• **Records for this task**
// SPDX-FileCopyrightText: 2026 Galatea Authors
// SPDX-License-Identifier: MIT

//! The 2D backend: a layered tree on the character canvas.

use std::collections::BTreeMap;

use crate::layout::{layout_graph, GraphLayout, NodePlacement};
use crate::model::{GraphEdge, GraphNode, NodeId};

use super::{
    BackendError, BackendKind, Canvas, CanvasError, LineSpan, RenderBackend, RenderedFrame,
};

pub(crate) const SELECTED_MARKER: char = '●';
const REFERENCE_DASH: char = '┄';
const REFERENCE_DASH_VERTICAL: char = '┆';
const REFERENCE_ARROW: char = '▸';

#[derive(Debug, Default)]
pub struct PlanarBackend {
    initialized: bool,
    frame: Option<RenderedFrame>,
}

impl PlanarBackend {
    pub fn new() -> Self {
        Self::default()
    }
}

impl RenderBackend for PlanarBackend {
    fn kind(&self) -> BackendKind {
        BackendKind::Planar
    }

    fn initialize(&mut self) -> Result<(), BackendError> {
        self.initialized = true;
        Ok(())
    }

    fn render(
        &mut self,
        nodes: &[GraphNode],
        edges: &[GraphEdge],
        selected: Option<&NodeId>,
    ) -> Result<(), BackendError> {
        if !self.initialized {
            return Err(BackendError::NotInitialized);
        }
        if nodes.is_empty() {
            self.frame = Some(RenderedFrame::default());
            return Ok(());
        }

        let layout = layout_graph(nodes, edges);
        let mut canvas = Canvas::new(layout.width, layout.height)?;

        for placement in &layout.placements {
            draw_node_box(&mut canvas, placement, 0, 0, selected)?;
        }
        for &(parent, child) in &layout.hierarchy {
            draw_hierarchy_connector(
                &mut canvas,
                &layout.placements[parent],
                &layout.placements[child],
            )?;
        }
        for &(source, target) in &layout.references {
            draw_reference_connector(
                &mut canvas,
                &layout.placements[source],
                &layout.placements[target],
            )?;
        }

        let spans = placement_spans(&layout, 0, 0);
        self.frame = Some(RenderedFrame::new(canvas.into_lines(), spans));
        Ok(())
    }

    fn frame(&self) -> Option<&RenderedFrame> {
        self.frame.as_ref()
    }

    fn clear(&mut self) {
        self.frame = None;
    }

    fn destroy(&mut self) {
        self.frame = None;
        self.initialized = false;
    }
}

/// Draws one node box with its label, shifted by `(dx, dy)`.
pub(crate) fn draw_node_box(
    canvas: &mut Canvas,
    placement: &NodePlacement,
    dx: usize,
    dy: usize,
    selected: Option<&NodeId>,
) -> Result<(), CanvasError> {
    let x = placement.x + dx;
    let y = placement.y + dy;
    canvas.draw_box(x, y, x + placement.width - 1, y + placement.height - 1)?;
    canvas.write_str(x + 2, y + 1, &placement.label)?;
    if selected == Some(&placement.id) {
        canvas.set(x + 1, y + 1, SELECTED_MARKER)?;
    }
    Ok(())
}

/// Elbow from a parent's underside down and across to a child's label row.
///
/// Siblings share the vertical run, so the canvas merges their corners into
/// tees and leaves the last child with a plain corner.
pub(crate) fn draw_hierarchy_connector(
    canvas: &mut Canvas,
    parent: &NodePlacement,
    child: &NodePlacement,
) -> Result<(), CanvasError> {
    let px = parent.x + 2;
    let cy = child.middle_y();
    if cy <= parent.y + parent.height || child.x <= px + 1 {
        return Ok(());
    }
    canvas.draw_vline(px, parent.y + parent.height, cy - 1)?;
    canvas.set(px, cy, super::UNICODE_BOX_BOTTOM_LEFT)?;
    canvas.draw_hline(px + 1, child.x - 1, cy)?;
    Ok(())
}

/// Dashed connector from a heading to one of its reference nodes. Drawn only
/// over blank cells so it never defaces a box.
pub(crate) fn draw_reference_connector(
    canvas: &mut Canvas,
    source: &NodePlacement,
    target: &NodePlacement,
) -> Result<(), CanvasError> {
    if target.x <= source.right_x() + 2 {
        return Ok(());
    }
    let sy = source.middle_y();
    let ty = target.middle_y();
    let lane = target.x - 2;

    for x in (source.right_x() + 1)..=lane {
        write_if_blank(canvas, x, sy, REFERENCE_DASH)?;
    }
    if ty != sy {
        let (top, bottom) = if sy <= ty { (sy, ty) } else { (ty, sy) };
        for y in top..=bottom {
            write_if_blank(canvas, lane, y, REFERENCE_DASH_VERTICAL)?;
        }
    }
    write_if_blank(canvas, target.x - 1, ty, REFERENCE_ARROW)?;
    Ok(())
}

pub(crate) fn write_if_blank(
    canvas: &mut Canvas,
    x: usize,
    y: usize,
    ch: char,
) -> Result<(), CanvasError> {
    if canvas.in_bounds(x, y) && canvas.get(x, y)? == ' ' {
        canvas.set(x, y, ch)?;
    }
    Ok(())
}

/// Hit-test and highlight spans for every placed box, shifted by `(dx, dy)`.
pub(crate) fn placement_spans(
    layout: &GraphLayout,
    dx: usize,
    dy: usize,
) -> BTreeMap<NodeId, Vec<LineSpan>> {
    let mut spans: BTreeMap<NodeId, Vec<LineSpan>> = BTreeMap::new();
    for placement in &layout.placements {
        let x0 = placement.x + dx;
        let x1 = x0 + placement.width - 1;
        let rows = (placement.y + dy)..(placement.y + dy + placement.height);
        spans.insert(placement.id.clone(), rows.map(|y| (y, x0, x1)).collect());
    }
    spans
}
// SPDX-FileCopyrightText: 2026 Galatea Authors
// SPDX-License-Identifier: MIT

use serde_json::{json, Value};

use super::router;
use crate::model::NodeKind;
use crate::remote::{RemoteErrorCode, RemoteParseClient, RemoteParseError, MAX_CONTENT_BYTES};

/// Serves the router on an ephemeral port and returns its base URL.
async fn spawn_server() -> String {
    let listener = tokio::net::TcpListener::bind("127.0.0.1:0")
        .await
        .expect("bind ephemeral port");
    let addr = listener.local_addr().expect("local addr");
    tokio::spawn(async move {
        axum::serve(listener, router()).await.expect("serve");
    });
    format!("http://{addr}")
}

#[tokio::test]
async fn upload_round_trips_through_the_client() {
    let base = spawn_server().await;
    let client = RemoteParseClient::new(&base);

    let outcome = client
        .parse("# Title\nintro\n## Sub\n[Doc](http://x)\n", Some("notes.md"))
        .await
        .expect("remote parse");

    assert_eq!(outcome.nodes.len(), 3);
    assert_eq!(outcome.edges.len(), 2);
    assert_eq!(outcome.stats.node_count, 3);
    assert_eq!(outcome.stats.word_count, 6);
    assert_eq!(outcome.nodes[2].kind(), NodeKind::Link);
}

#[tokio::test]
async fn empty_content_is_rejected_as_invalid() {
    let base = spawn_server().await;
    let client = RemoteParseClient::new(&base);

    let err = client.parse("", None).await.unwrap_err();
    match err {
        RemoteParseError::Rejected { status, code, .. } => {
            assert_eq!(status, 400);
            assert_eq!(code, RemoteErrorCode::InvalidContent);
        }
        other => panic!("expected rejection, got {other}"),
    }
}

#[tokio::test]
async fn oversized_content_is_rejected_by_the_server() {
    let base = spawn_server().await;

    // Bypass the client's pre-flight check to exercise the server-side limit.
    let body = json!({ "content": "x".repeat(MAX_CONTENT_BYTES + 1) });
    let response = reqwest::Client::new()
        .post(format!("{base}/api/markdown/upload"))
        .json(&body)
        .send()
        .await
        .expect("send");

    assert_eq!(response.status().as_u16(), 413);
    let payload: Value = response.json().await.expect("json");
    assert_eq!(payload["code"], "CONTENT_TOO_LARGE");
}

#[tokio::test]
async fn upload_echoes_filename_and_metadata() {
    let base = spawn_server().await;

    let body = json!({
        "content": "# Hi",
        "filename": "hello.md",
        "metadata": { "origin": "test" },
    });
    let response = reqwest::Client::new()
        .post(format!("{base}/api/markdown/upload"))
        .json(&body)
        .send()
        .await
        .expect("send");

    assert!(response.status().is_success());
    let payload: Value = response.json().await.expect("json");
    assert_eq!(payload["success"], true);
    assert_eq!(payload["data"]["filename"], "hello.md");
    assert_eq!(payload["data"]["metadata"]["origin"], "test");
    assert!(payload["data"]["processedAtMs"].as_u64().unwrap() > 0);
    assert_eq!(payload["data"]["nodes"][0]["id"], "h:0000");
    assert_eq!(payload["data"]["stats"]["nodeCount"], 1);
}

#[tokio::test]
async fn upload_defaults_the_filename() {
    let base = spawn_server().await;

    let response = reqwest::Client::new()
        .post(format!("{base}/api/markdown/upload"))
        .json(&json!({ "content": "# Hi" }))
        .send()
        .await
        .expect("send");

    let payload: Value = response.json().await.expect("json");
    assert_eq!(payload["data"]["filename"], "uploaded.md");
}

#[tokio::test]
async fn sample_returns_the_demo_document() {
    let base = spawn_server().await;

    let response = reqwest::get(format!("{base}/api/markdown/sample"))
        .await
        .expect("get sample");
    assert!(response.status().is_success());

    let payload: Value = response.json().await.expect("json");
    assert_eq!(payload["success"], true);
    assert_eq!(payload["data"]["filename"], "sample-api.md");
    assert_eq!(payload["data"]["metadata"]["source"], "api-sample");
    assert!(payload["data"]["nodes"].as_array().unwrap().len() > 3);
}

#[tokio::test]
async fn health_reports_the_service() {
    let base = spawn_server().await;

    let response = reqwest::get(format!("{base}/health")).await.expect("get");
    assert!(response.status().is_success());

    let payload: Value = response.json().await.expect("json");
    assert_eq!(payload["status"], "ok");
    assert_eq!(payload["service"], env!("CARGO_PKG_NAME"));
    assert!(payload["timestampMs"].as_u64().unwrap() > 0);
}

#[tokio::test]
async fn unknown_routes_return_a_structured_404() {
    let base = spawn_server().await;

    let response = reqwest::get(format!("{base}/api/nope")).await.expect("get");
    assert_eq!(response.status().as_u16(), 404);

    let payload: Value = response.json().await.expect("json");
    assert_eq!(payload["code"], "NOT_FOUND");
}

• **Work request**
Write out, unaltered, the lines from the opening of the listing through the line that includes "const REFERENCE_DASH: char = '┄';".

• **Exercise answer**
// SPDX-FileCopyrightText: 2026 Galatea Authors
// SPDX-License-Identifier: MIT

//! The 2D backend: a layered tree on the character canvas.

use std::collections::BTreeMap;

use crate::layout::{layout_graph, GraphLayout, NodePlacement};
use crate::model::{GraphEdge, GraphNode, NodeId};

use super::{
    BackendError, BackendKind, Canvas, CanvasError, LineSpan, RenderBackend, RenderedFrame,
};

pub(crate) const SELECTED_MARKER: char = '●';
const REFERENCE_DASH: char = '┄';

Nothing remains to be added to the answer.